I love using stories to get kids engaged in maths, which happens to be one of my favourite subjects to teach. I’m hoping to write more blog posts about some of the great children’s books out there, which go beyond wonderful stories and magnetic characters, and provide a launchpad for maths learning. The first one?

## The Paper Bag Princess

If you aren’t familiar with this text, go seek it out now and see if it brings back some vague memories from primary school. It was written back in 1980, and features an iconic princess who spends most of the story wearing nothing but a paper bag. She’s had her home and clothes destroyed by a dragon, and the fire-breathing menace has also kidnapped her beloved fiancee. And so, she takes on the dragon, defeats him with her cunning and rescues the prince… only to have the prince declare that she looks terrible in her paper bag. This is the final page:

I remember enjoying this story as a kid, mainly because the princess and prince are named Elizabeth and Ronald respectively… which happen to be my parents' names. I thought this was hilarious.

Anyway, let’s get on to how this funny and feminist book could be used to teach maths.

## Maths!

When Elizabeth takes on the dragon, she asks him if he can burn up 10 forests. He responds by aggressively burning up 50 forests.  I can already see the possibility of using this to practise multiplication and division.

How many trees could be in a forest?

If you burnt 10 forests, how many would that be?

If you burnt 50 forests, how many would that be?

If he burnt 200 trees altogether, how many forests could that be? Can you draw this to show the same amount of trees in each forest? How many different sized forests could there be with 200 trees?

…etc.

Later in the book, Elizabeth dares the dragon to fly around the world in ten seconds, which he does.

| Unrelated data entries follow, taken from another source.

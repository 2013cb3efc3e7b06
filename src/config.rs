use dotenv::dotenv;
use std::env;
use thiserror::Error;

#[derive(Error, Debug)]
pub enum ConfigError {
    #[error("missing required environment variable(s): {0}")]
    MissingVars(String),
}

#[derive(Debug, Clone)]
pub struct Config {
    pub database_url: String,
    pub solana_rpc_url: String,
}

impl Config {
    /// Load configuration from the environment, reading `.env` when present.
    ///
    /// Both variables are required and have no defaults; every missing name
    /// is reported in one error so the operator can fix them all at once.
    pub fn from_env() -> Result<Self, ConfigError> {
        dotenv().ok();

        let database_url = env::var("DATABASE_URL").ok();
        let solana_rpc_url = env::var("SOLANA_RPC_URL").ok();

        let mut missing = Vec::new();
        if database_url.is_none() {
            missing.push("DATABASE_URL");
        }
        if solana_rpc_url.is_none() {
            missing.push("SOLANA_RPC_URL");
        }
        if !missing.is_empty() {
            return Err(ConfigError::MissingVars(missing.join(", ")));
        }

        Ok(Self {
            database_url: database_url.unwrap_or_default(),
            solana_rpc_url: solana_rpc_url.unwrap_or_default(),
        })
    }
}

Then he does it, in 20 seconds.  This moment in the story could lead into an enormous exploration about how we measure speed, and the length of the circumference of the world.  How fast do planes fly? How long would it take them to fly around the whole world? How long would it take for a car to drive around the whole world?

These questions would be suited to an older primary level, or early secondary, but you could make it a lot easier for early primary:

How far can we travel in ten seconds?

How far can we travel in twenty seconds?

Use measuring tools (tapes, rulers, trundle wheels) to record our distances.

Can we record everyone’s distances and put them in order?

Can you estimate how far you would travel in thirty seconds?

…etc.

Lastly, you might notice from the photos that my copy of The Paper Bag Princess is pretty small. You know how sometimes books on Book Depository are really cheap? Well, this one was about \$2 and I bought it without realising that it was a tiny version. Doesn’t matter!  Why not use a tiny version of the book to investigate measurement and ratios?

It’s amazing how much maths can be drawn out of one very tiny but very important children’s book. Any ideas about how you could use this book to teach secondary maths (providing those teenagers aren’t too cool to use a picture book)?